RadicalMedia, LLC
- Industry: Media production
- Founded: 1993; 33 years ago
- Founder: Jon Kamen; Frank Scherma;
- Headquarters: New York City,; with offices in Los Angeles, London, Berlin, and Shanghai,
- Area served: Worldwide
- Website: radicalmedia.com

= RadicalMedia =

American media and production company

RadicalMedia, LLC is an American independent media and creative production company. Founded by Jon Kamen and Frank Scherma, the company had developed film, television, and branded content.

In 2010, Fremantle purchased a 60 percent stake in the company. In 2015, RadicalMedia bought back the company's shares, retaining its majority ownership.

== Entertainment ==

Company's projects include the Emmy-winning David Byrne's American Utopia and Spring Awakening: Those You've Known; the Tony Award-winning musical Come From Away; the series Crime Scene, Jeffrey Epstein: Filthy Rich, and Conversations with a Killer; and Doris Kearns Goodwin's Abraham Lincoln and Theodore Roosevelt on History Channel.

RadicalMedia produced Concert for George; Metallica: Some Kind of Monster on Metallica, the pilot episode of Mad Men; and the A&E documentary Under African Skies on Paul Simon's Graceland journey directed by Joe Berlinger. The company also produced Ron Howard's documentary Made in America; the docu-series Abstract: The Art of Design, Oh, Hello on Broadway, Bobby Kennedy for President, and My Next Guest Needs No Introduction with David Letterman; and Hamilton's America, a documentary about Lin-Manuel Miranda's Broadway musical, Hamilton.

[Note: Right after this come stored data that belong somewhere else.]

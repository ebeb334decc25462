//! Coordinate pattern matching
//!
//! Architectural Principle: Service Layer - one matcher for every coordinate field
//! - Patterns are compiled once, case-insensitive, whitespace/comment tolerant
//! - Matching is always a full-string match, never a substring search
//! - Absent values are resolved through a single three-valued evaluation

use crate::domain::violations::{EnforcerError, EnforcerResult};
use regex::{Regex, RegexBuilder};
use std::fmt;

/// Pattern used when none is supplied
pub const MATCH_ANYTHING: &str = ".*";

/// Outcome of evaluating one optional value against a pattern
#[derive(Debug, Clone, Copy, PartialEq, Eq)]
pub enum FieldMatch {
    /// The value was absent; the caller's null policy decides
    Absent,
    Matched,
    Mismatched,
}

impl FieldMatch {
    /// Collapse into a boolean using the supplied null policy
    pub fn accepts(self, accept_absent: bool) -> bool {
        match self {
            Self::Absent => accept_absent,
            Self::Matched => true,
            Self::Mismatched => false,
        }
    }
}

/// A compiled, full-match, case-insensitive pattern for one coordinate field
#[derive(Debug, Clone)]
pub struct CoordinatePattern {
    source: String,
    regex: Regex,
}

impl CoordinatePattern {
    /// Compile a pattern; `None` yields the match-anything pattern
    pub fn new(pattern: Option<&str>) -> EnforcerResult<Self> {
        Self::build(pattern.unwrap_or(MATCH_ANYTHING), true)
    }

    /// Compile a required pattern string
    pub fn compile(pattern: &str) -> EnforcerResult<Self> {
        Self::new(Some(pattern))
    }

    /// Compile a group-id list entry: case-sensitive, whitespace significant, still full-match
    pub fn group_id(pattern: &str) -> EnforcerResult<Self> {
        Self::build(pattern, false)
    }

    /// Pattern accepting any present value
    pub fn any() -> Self {
        Self::new(None).expect("match-anything pattern is a valid literal regex")
    }

    fn build(source: &str, archetype_flags: bool) -> EnforcerResult<Self> {
        let invalid = |e: regex::Error| EnforcerError::config(format!("Invalid pattern '{source}': {e}"));

        // Validate on its own first, so an unbalanced `)` or a trailing `\` cannot escape the anchors.
        RegexBuilder::new(source)
            .case_insensitive(archetype_flags)
            .ignore_whitespace(archetype_flags)
            .build()
            .map_err(invalid)?;

        // The newline keeps a trailing `#` comment from swallowing the anchor.
        let anchored = if archetype_flags { format!("^(?:{source}\n)$") } else { format!("^(?:{source})$") };
        let regex = RegexBuilder::new(&anchored)
            .case_insensitive(archetype_flags)
            .ignore_whitespace(archetype_flags)
            .build()
            .map_err(invalid)?;

        Ok(Self { source: source.to_string(), regex })
    }

    /// Compile a list of pattern strings, failing on the first malformed one
    pub fn compile_all<S: AsRef<str>>(patterns: &[S]) -> EnforcerResult<Vec<Self>> {
        patterns.iter().map(|p| Self::compile(p.as_ref())).collect()
    }

    /// Compile a group-id list, failing on the first malformed entry
    pub fn group_ids<S: AsRef<str>>(patterns: &[S]) -> EnforcerResult<Vec<Self>> {
        patterns.iter().map(|p| Self::group_id(p.as_ref())).collect()
    }

    pub fn as_str(&self) -> &str {
        &self.source
    }

    /// Three-valued evaluation of an optional value
    pub fn evaluate(&self, value: Option<&str>) -> FieldMatch {
        match value {
            None => FieldMatch::Absent,
            Some(value) if self.regex.is_match(value) => FieldMatch::Matched,
            Some(_) => FieldMatch::Mismatched,
        }
    }

    /// Full-string match; absent values resolve to `accept_absent`
    pub fn matches(&self, value: Option<&str>, accept_absent: bool) -> bool {
        self.evaluate(value).accepts(accept_absent)
    }
}

impl fmt::Display for CoordinatePattern {
    fn fmt(&self, f: &mut fmt::Formatter<'_>) -> fmt::Result {
        f.write_str(&self.source)
    }
}

impl PartialEq for CoordinatePattern {
    fn eq(&self, other: &Self) -> bool {
        self.source == other.source
    }
}

impl Eq for CoordinatePattern {}

/// Whether any of the patterns fully matches the (trimmed) value
pub fn any_matches(patterns: &[CoordinatePattern], value: Option<&str>) -> bool {
    match value {
        Some(value) => {
            let value = value.trim();
            patterns.iter().any(|p| p.evaluate(Some(value)) == FieldMatch::Matched)
        }
        None => false,
    }
}

/// Evaluate/ignore group-id lists deciding which projects and dependencies get checked
#[derive(Debug, Clone, Default)]
pub struct GroupIdFilter {
    evaluate: Vec<CoordinatePattern>,
    ignore: Vec<CoordinatePattern>,
}

impl GroupIdFilter {
    pub fn new<S: AsRef<str>>(evaluate: &[S], ignore: &[S]) -> EnforcerResult<Self> {
        Ok(Self {
            evaluate: CoordinatePattern::group_ids(evaluate)?,
            ignore: CoordinatePattern::group_ids(ignore)?,
        })
    }

    /// Filter with only an ignore list; every group-id is considered for evaluation
    pub fn ignoring<S: AsRef<str>>(ignore: &[S]) -> EnforcerResult<Self> {
        Ok(Self { evaluate: vec![CoordinatePattern::any()], ignore: CoordinatePattern::group_ids(ignore)? })
    }

    pub fn ignore_patterns(&self) -> &[CoordinatePattern] {
        &self.ignore
    }

    pub fn evaluate_patterns(&self) -> &[CoordinatePattern] {
        &self.evaluate
    }

    /// Group-id matches one of the evaluate patterns
    pub fn is_evaluated(&self, group_id: Option<&str>) -> bool {
        any_matches(&self.evaluate, group_id)
    }

    /// Group-id matches one of the ignore patterns
    pub fn is_ignored(&self, group_id: Option<&str>) -> bool {
        any_matches(&self.ignore, group_id)
    }

    /// Evaluated and not explicitly ignored
    pub fn admits(&self, group_id: Option<&str>) -> bool {
        self.is_evaluated(group_id) && !self.is_ignored(group_id)
    }
}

The company had shot three performances of shows with the original principal cast at the Richard Rodgers Theatre in New York City during a week in the summer of 2016. That footage was edited together into a full-length film recording of the musical, which was then offered for bidding to major film studios. Eventually, the distribution rights were purchased by Walt Disney Studios on February 3, 2020, for a total of $75 million.

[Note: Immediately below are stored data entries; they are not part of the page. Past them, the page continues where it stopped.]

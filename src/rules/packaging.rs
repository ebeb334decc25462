//! Source packaging: every source package must live under the project's group-id
//!
//! A project without source packages passes. Otherwise the group-id must be present
//! and each package name must start with it.

use super::EnforcerRule;
use crate::domain::project::ProjectModel;
use crate::domain::violations::{Severity, Violation, ViolationKind};
use serde::{Deserialize, Serialize};
use std::collections::{BTreeMap, BTreeSet};

pub const RULE_ID: &str = "correct-packaging";

#[derive(Debug, Clone, PartialEq, Eq, Serialize, Deserialize)]
#[serde(default)]
pub struct PackagingOptions {
    pub severity: Severity,
}

impl Default for PackagingOptions {
    fn default() -> Self {
        Self { severity: Severity::Error }
    }
}

/// Checks that source packages are prefixed by the project group-id
#[derive(Debug, Clone)]
pub struct CorrectPackagingRule {
    severity: Severity,
}

impl CorrectPackagingRule {
    pub fn new(options: &PackagingOptions) -> Self {
        Self { severity: options.severity }
    }

    pub fn check(&self, project: &ProjectModel) -> Option<Violation> {
        if project.packages.is_empty() {
            return None;
        }

        let group_id = match project.group_id.as_deref().map(str::trim) {
            Some(group_id) if !group_id.is_empty() => group_id,
            _ => {
                return Some(self.violation(project, "Project groupId cannot be null or empty.".to_string()));
            }
        };

        let incorrect = incorrect_packages(project, group_id);
        if incorrect.is_empty() {
            tracing::debug!("All {} source packages of [{}] are within {}", project.packages.len(), project.gav(), group_id);
            return None;
        }

        let listing = incorrect
            .iter()
            .map(|(package, files)| {
                format!("{package}=[{}]", files.iter().copied().collect::<Vec<_>>().join(", "))
            })
            .collect::<Vec<_>>()
            .join(", ");

        Some(
            self.violation(
                project,
                format!(
                    "Incorrect packaging detected; required [{group_id}] but found package to file names: {{{listing}}}"
                ),
            )
            .with_suggestion(format!("Move the listed sources into packages under {group_id}")),
        )
    }

    fn violation(&self, project: &ProjectModel, message: String) -> Violation {
        Violation::new(RULE_ID, self.severity, ViolationKind::IncorrectPackaging, message)
            .with_project(project.gav())
    }
}

/// Offending package names mapped to their file names, both sorted
fn incorrect_packages<'a>(project: &'a ProjectModel, group_id: &str) -> BTreeMap<&'a str, BTreeSet<&'a str>> {
    let mut incorrect: BTreeMap<&str, BTreeSet<&str>> = BTreeMap::new();
    for package in project.packages.iter().filter(|p| !p.name.starts_with(group_id)) {
        incorrect
            .entry(package.name.as_str())
            .or_default()
            .extend(package.files.iter().map(String::as_str));
    }
    incorrect
}

impl EnforcerRule for CorrectPackagingRule {
    fn id(&self) -> &'static str {
        RULE_ID
    }

    fn short_description(&self) -> &'static str {
        "Topmost source package must be identical to project groupId."
    }

    fn severity(&self) -> Severity {
        self.severity
    }

    fn evaluate(&self, project: &ProjectModel) -> Vec<Violation> {
        self.check(project).into_iter().collect()
    }
}

#[cfg(test)]
mod tests {
    use super::*;
    use crate::domain::project::SourcePackage;

    fn rule() -> CorrectPackagingRule {
        CorrectPackagingRule::new(&PackagingOptions::default())
    }

    #[test]
    fn test_project_without_sources_passes() {
        let mut project = ProjectModel::new("com.example.foo", "foo-reactor", "pom");
        project.group_id = None;
        assert!(rule().check(&project).is_none());
    }

    #[test]
    fn test_packages_under_group_id_pass() {
        let project = ProjectModel::new("com.example.foo.api", "foo-api", "jar")
            .with_package(SourcePackage::new("com.example.foo.api", &["FooService.java"]))
            .with_package(SourcePackage::new("com.example.foo.api.model", &["Foo.kt"]));
        assert!(rule().check(&project).is_none());
    }

    #[test]
    fn test_foreign_packages_are_listed_with_files() {
        let project = ProjectModel::new("com.example.foo.api", "foo-api", "jar")
            .with_package(SourcePackage::new("com.example.foo.api", &["FooService.java"]))
            .with_package(SourcePackage::new("org.acme", &["Zed.java", "Alpha.java"]))
            .with_package(SourcePackage::new("com.example.bar", &["Bar.java"]))
            .with_package(SourcePackage::new("org.acme", &["Beta.kt"]));

        let violation = rule().check(&project).unwrap();
        assert_eq!(violation.rule_id, RULE_ID);
        assert_eq!(violation.kind, ViolationKind::IncorrectPackaging);
        assert_eq!(
            violation.message,
            "Incorrect packaging detected; required [com.example.foo.api] but found package to file names: \
             {com.example.bar=[Bar.java], org.acme=[Alpha.java, Beta.kt, Zed.java]}"
        );
        assert_eq!(violation.project.as_deref(), Some("com.example.foo.api:foo-api:jar"));
    }

    #[test]
    fn test_missing_or_blank_group_id_is_rejected() {
        let mut project = ProjectModel::new(" ", "foo-api", "jar")
            .with_package(SourcePackage::new("com.example.foo.api", &["FooService.java"]));
        let violation = rule().check(&project).unwrap();
        assert_eq!(violation.message, "Project groupId cannot be null or empty.");

        project.group_id = None;
        assert!(rule().check(&project).is_some());
    }

    #[test]
    fn test_severity_is_configurable() {
        let warning = CorrectPackagingRule::new(&PackagingOptions { severity: Severity::Warning });
        let project = ProjectModel::new("com.example.foo", "foo-api", "jar")
            .with_package(SourcePackage::new("org.acme", &["A.java"]));
        assert_eq!(warning.evaluate(&project)[0].severity, Severity::Warning);
        assert_eq!(warning.id(), "correct-packaging");
    }
}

In July 2012, RadicalMedia launched THNKR, the company's YouTube channel.

== Branded entertainment ==

RadicalMedia also produces brand-driven entertainment for its partners and advertisers. Productions include Nike Battlegrounds, a 3-season street basketball competition series. Iconoclasts, a series featuring unscripted encounters with cultural figures, was produced by RadicalMedia for the Sundance Channel in partnership with Grey Goose Entertainment. In 2007, the company also worked with BBH to develop and produce the MTV-scripted reality dating series The Gamekillers, which was sponsored by Axe deodorant. In 2011, RadicalMedia and Ogilvy & Mather produced a short documentary series for IBM, "Watson". In 2012, RadicalMedia won three Cannes Lions for "GT Academy" for Speed.

== Music videos ==
In 2010, the company produced "The Johnny Cash Project", a crowd-sourced music video of Johnny Cash's Ain't No Grave, directed by Chris Milk. The music video received multiple awards.

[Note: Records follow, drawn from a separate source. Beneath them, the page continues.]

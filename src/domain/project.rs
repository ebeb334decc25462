//! Project and dependency coordinates as read from a build descriptor
//!
//! Architecture: Value Objects - Coordinates are immutable identifiers
//! - ProjectModel carries the structural context (dependencies, management, modules)
//!   that archetype predicates inspect
//! - Missing packaging/type falls back to `jar`, as Maven does

use serde::{Deserialize, Serialize};
use std::fmt;

/// Packaging assumed when a descriptor omits it
pub const DEFAULT_PACKAGING: &str = "jar";

/// (groupId, artifactId, packaging) identifying a project or a dependency
#[derive(Debug, Clone, Default, PartialEq, Eq, Hash, Serialize, Deserialize)]
#[serde(rename_all = "camelCase")]
pub struct Coordinates {
    pub group_id: Option<String>,
    pub artifact_id: Option<String>,
    pub packaging: Option<String>,
}

impl Coordinates {
    pub fn new(group_id: Option<&str>, artifact_id: Option<&str>, packaging: Option<&str>) -> Self {
        Self {
            group_id: group_id.map(str::to_string),
            artifact_id: artifact_id.map(str::to_string),
            packaging: packaging.map(str::to_string),
        }
    }

    pub fn group_id(&self) -> Option<&str> {
        self.group_id.as_deref()
    }

    pub fn artifact_id(&self) -> Option<&str> {
        self.artifact_id.as_deref()
    }

    pub fn packaging(&self) -> Option<&str> {
        self.packaging.as_deref()
    }
}

impl fmt::Display for Coordinates {
    fn fmt(&self, f: &mut fmt::Formatter<'_>) -> fmt::Result {
        write!(
            f,
            "{}:{}:{}",
            self.group_id().unwrap_or("null"),
            self.artifact_id().unwrap_or("null"),
            self.packaging().unwrap_or("null")
        )
    }
}

/// A single dependency declaration
#[derive(Debug, Clone, Default, PartialEq, Eq, Serialize, Deserialize)]
#[serde(rename_all = "camelCase")]
pub struct Dependency {
    pub group_id: Option<String>,
    pub artifact_id: Option<String>,
    #[serde(default)]
    pub version: Option<String>,
    #[serde(default, rename = "type")]
    pub dependency_type: Option<String>,
    #[serde(default)]
    pub scope: Option<String>,
}

impl Dependency {
    pub fn new(group_id: &str, artifact_id: &str) -> Self {
        Self {
            group_id: Some(group_id.to_string()),
            artifact_id: Some(artifact_id.to_string()),
            ..Default::default()
        }
    }

    pub fn with_type(mut self, dependency_type: &str) -> Self {
        self.dependency_type = Some(dependency_type.to_string());
        self
    }

    pub fn with_scope(mut self, scope: &str) -> Self {
        self.scope = Some(scope.to_string());
        self
    }

    pub fn with_version(mut self, version: &str) -> Self {
        self.version = Some(version.to_string());
        self
    }

    /// Coordinates used for classification; the dependency type stands in for packaging
    pub fn coordinates(&self) -> Coordinates {
        Coordinates {
            group_id: self.group_id.clone(),
            artifact_id: self.artifact_id.clone(),
            packaging: Some(
                self.dependency_type.clone().unwrap_or_else(|| DEFAULT_PACKAGING.to_string()),
            ),
        }
    }

    fn scope_is(&self, expected: &str) -> bool {
        self.scope.as_deref().is_some_and(|scope| scope.trim().eq_ignore_ascii_case(expected))
    }

    pub fn is_test_scoped(&self) -> bool {
        self.scope_is("test")
    }

    pub fn is_import_scoped(&self) -> bool {
        self.scope_is("import")
    }

    /// No scope means compile scope
    pub fn is_compile_scoped(&self) -> bool {
        self.scope.is_none() || self.scope_is("compile")
    }
}

/// A project as read from its descriptor, including structural context
#[derive(Debug, Clone, Default, PartialEq, Eq, Serialize, Deserialize)]
#[serde(rename_all = "camelCase")]
pub struct ProjectModel {
    pub group_id: Option<String>,
    pub artifact_id: Option<String>,
    #[serde(default)]
    pub version: Option<String>,
    #[serde(default)]
    pub packaging: Option<String>,
    #[serde(default)]
    pub modules: Vec<String>,
    #[serde(default)]
    pub dependencies: Vec<Dependency>,
    #[serde(default)]
    pub dependency_management: Vec<Dependency>,
    /// Source packages found under the compile source roots
    #[serde(default)]
    pub packages: Vec<SourcePackage>,
}

/// One source package and the file names declaring it
#[derive(Debug, Clone, Default, PartialEq, Eq, Serialize, Deserialize)]
pub struct SourcePackage {
    pub name: String,
    #[serde(default)]
    pub files: Vec<String>,
}

impl SourcePackage {
    pub fn new(name: &str, files: &[&str]) -> Self {
        Self { name: name.to_string(), files: files.iter().map(|f| f.to_string()).collect() }
    }
}

impl ProjectModel {
    pub fn new(group_id: &str, artifact_id: &str, packaging: &str) -> Self {
        Self {
            group_id: Some(group_id.to_string()),
            artifact_id: Some(artifact_id.to_string()),
            packaging: Some(packaging.to_string()),
            ..Default::default()
        }
    }

    pub fn with_dependency(mut self, dependency: Dependency) -> Self {
        self.dependencies.push(dependency);
        self
    }

    pub fn with_managed_dependency(mut self, dependency: Dependency) -> Self {
        self.dependency_management.push(dependency);
        self
    }

    pub fn with_package(mut self, package: SourcePackage) -> Self {
        self.packages.push(package);
        self
    }

    pub fn with_module(mut self, module: &str) -> Self {
        self.modules.push(module.to_string());
        self
    }

    pub fn coordinates(&self) -> Coordinates {
        Coordinates {
            group_id: self.group_id.clone(),
            artifact_id: self.artifact_id.clone(),
            packaging: Some(
                self.packaging.clone().unwrap_or_else(|| DEFAULT_PACKAGING.to_string()),
            ),
        }
    }

    /// `groupId:artifactId:packaging`, used in messages and reports
    pub fn gav(&self) -> String {
        self.coordinates().to_string()
    }
}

Other productions include the Major Lazer document "Chasing the Sound" following the trio's tour through West Africa; the visuals for every track on Orville Peck's album Bronco and previous single "Queen of the Rodeo"; Tom Misch's video for "What Kinda Music"; Lil Xan and Charli XCX's video for "Moonlight"; Sia's video for "Rainbow"; and Katy Perry and Nicki Minaj's music video for "Swish".

== Controversy ==
In April 2011, the company took legal action to prevent a collective of radical media organizations from using the trademarked phrase "radical media" to promote their upcoming Radical Media Conference in London, which was consequently renamed to the Rebellious Media Conference. On May 3, 2011, a group held a demonstration outside RadicalMedia's London offices. Protester Ewa Jasiewicz said the company had "locked off the term 'radical media' away from anybody else using it, including activists who really do make radical media".